# Task 2.1: Baseline Model - Logistic Regression Implementation 

## Objective

The goal of this task is to establish a baseline classification model using Logistic Regression. This model will serve as the benchmark for comparing more complex supervised learning algorithms in subsequent tasks.





## Understanding Key Metrics

Since this is a supervised classification task, we use specific metrics to evaluate how well our model performs:

1. **Accuracy:** - Measures the overall correctness of predictions. Range is 0 to 1, where 1 indicates perfect classification.
2. **Precision (Macro):** - Average precision across all classes, measuring the proportion of correct positive predictions.
3. **Recall (Macro):** - Average recall across all classes, measuring the proportion of actual positives correctly identified.
4. **F1-Score (Macro):** - Harmonic mean of precision and recall, providing a balanced measure of model performance. Range is 0 to 1.

## Step 1: Environment Setup and Library Imports

Import all required libraries for data manipulation, modeling, and evaluation.

In [None]:
import pandas as pd
import numpy as np
from sklearn.preprocessing import StandardScaler
from sklearn.linear_model import LogisticRegression
from sklearn.metrics import accuracy_score, precision_score, recall_score, f1_score, classification_report
import pickle
from pathlib import Path
import warnings
warnings.filterwarnings('ignore')

print("Libraries imported successfully!")

## Step 2: Load Clean Data from T1.5

**CRITICAL:** We load the pre-processed data from T1.5 which contains only landlord-controlled features.

**Features excluded (by T1.5):**
- **Review-based:** All review scores, number of reviews, reviews per month, etc.
- **Target leakage:** fp_score, rating_normalized, price_normalized, value_category
- **Identifiers:** id, host_id
- **Dates:** host_since, first_review, last_review

**Features included:**
- Price and accommodation features (price, bedrooms, beds, bathrooms, accommodates)
- Host characteristics (superhost, response rate, listings count)
- Location (latitude, longitude, neighbourhood, city)
- Availability metrics
- Property attributes (property_type, room_type)
- Engineered features (host_years, space_efficiency, etc.)

In [None]:
# Load the CLEAN dataset from T1.5 (landlord features only)
print("="*80)
print("="*80)

# Load pre-split data from T1.5
X_train = pd.read_csv('../../data/processed/X_train_landlord.csv')
X_test = pd.read_csv('../../data/processed/X_test_landlord.csv')
y_train = pd.read_csv('../../data/processed/y_train_landlord.csv').squeeze()
y_test = pd.read_csv('../../data/processed/y_test_landlord.csv').squeeze()

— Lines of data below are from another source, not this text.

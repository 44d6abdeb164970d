//! ChainQuest - progression and rewards for a blockchain learning app
//!
//! Tracks per-wallet XP, tokens, streaks and levels, and pays out rewards for
//! finished modules, daily challenges, mystery boxes and completion NFT mints.
//! Every payout is guarded so it happens exactly once, even when several
//! tabs or devices race on the same reward.
//!
//! ## Components
//!
//! 1. **Progress store** (`progress`): per-wallet records, streaks, inventory
//!    and the level synchronizer.
//! 2. **Rewards** (`rewards`): tiers, rolled bundles, the claim guard and the
//!    flows built on it.
//! 3. **Session** (`session`): per-connection context and the daily popup
//!    throttle.
//! 4. **Wallet** (`wallet`): the async wallet boundary.

pub mod app;
pub mod config;
pub mod error;
pub mod progress;
pub mod rewards;
pub mod session;
pub mod wallet;

pub use app::ChainQuest;
pub use error::{QuestError, Result};
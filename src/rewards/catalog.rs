//! Learning modules and daily challenge definitions
//!
//! Static content that seeds rewardable entities. Daily challenges rotate
//! through the pool by day ordinal, three per day.

use chrono::{Datelike, NaiveDate};

use crate::progress::TokenAmount;

/// A learning module and its completion reward
#[derive(Debug, Clone)]
pub struct LearningModule {
    pub id: &'static str,
    pub title: &'static str,
    pub xp: u64,
    pub tokens: TokenAmount,
}

/// All learning modules in curriculum order
pub static MODULES: &[LearningModule] = &[
    LearningModule {
        id: "blockchain-basics",
        title: "Blockchain Basics",
        xp: 200,
        tokens: TokenAmount::from_milli(5),
    },
    LearningModule {
        id: "wallets-and-keys",
        title: "Wallets & Keys",
        xp: 250,
        tokens: TokenAmount::from_milli(5),
    },
    LearningModule {
        id: "smart-contracts",
        title: "Smart Contracts",
        xp: 300,
        tokens: TokenAmount::from_milli(8),
    },
    LearningModule {
        id: "defi-101",
        title: "DeFi 101",
        xp: 350,
        tokens: TokenAmount::from_milli(10),
    },
    LearningModule {
        id: "nfts-and-ownership",
        title: "NFTs & Digital Ownership",
        xp: 300,
        tokens: TokenAmount::from_milli(8),
    },
];

/// XP bonus paid when a module's completion NFT is minted
pub const NFT_MINT_XP: u64 = 50;

impl LearningModule {
    pub fn get(id: &str) -> Option<&'static LearningModule> {
        MODULES.iter().find(|m| m.id == id)
    }
}

/// A daily challenge template
#[derive(Debug, Clone)]
pub struct DailyChallenge {
    pub slug: &'static str,
    pub title: &'static str,
    pub xp: u64,
    pub tokens: TokenAmount,
}

pub static DAILY_CHALLENGES: &[DailyChallenge] = &[
    DailyChallenge {
        slug: "quiz-streak",
        title: "Answer 3 quiz questions in a row",
        xp: 30,
        tokens: TokenAmount::from_milli(2),
    },
    DailyChallenge {
        slug: "read-lesson",
        title: "Read one lesson to the end",
        xp: 15,
        tokens: TokenAmount::from_milli(1),
    },
    DailyChallenge {
        slug: "block-builder",
        title: "Win a round of Block Builder",
        xp: 40,
        tokens: TokenAmount::from_milli(3),
    },
    DailyChallenge {
        slug: "gas-guesser",
        title: "Guess a gas fee within 10%",
        xp: 35,
        tokens: TokenAmount::from_milli(2),
    },
    DailyChallenge {
        slug: "hash-match",
        title: "Match 5 hashes in Hash Match",
        xp: 25,
        tokens: TokenAmount::from_milli(2),
    },
];

pub const CHALLENGES_PER_DAY: usize = 3;

impl DailyChallenge {
    pub fn get(slug: &str) -> Option<&'static DailyChallenge> {
        DAILY_CHALLENGES.iter().find(|c| c.slug == slug)
    }

    /// The challenges offered on a given day
    pub fn for_day(day: NaiveDate) -> Vec<&'static DailyChallenge> {
        let start = day.num_days_from_ce().rem_euclid(DAILY_CHALLENGES.len() as i32) as usize;
        (0..CHALLENGES_PER_DAY)
            .map(|i| &DAILY_CHALLENGES[(start + i) % DAILY_CHALLENGES.len()])
            .collect()
    }

    /// Entity id of this challenge on a given day (`2024-03-01:quiz-streak`)
    pub fn entity_id(&self, day_bucket: &str) -> String {
        format!("{day_bucket}:{}", self.slug)
    }
}
//! Mint command implementation

use anyhow::Result;

use chainquest::ChainQuest;
use chainquest::progress::TokenAmount;
use chainquest::rewards::{MintOutcome, RewardEvent};
use chainquest::wallet::SimulatedWallet;

use super::{parse_wallet, print_events};

/// Mint a module's completion NFT, paying from a simulated wallet
pub async fn mint_command(
    app: &ChainQuest,
    wallet: &str,
    module_id: &str,
    balance: Option<f64>,
) -> Result<()> {
    let address = parse_wallet(wallet)?;
    let minter = app.minter();
    let balance = balance
        .map(TokenAmount::from_decimal)
        .unwrap_or(app.config().wallet.simulated_balance);
    let wallet = SimulatedWallet::new(address, balance);

    println!(
        "Minting completion NFT for '{module_id}' (fee {}, wallet holds {balance})...",
        minter.settings().fee
    );

    match minter.mint(&wallet, module_id).await? {
        MintOutcome::Minted { receipt, level } => {
            println!(
                "Minted! Transaction: {}",
                receipt.tx_signature.as_deref().unwrap_or("-")
            );
            let mut events = vec![RewardEvent::XpAwarded {
                amount: receipt.bundle.xp,
                reason: format!("NFT {module_id}"),
            }];
            if let Some(level) = level.filter(|l| l.corrected) {
                events.push(RewardEvent::LevelChanged(level));
            }
            print_events(&events);
        }
        MintOutcome::AlreadyMinted => println!("This NFT is already minted."),
        MintOutcome::InFlight => {
            println!("A mint for this module is still pending. Try again in a few minutes.")
        }
    }
    Ok(())
}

print(f"\n Data loaded successfully!")
print(f" Training set: {X_train.shape[0]} samples, {X_train.shape[1]} features")
print(f" Test set: {X_test.shape[0]} samples, {X_test.shape[1]} features")

print(f"\n Target distribution (Training):")
print(y_train.value_counts())
print(f"\n Class balance (Training):")
print(y_train.value_counts(normalize=True) * 100)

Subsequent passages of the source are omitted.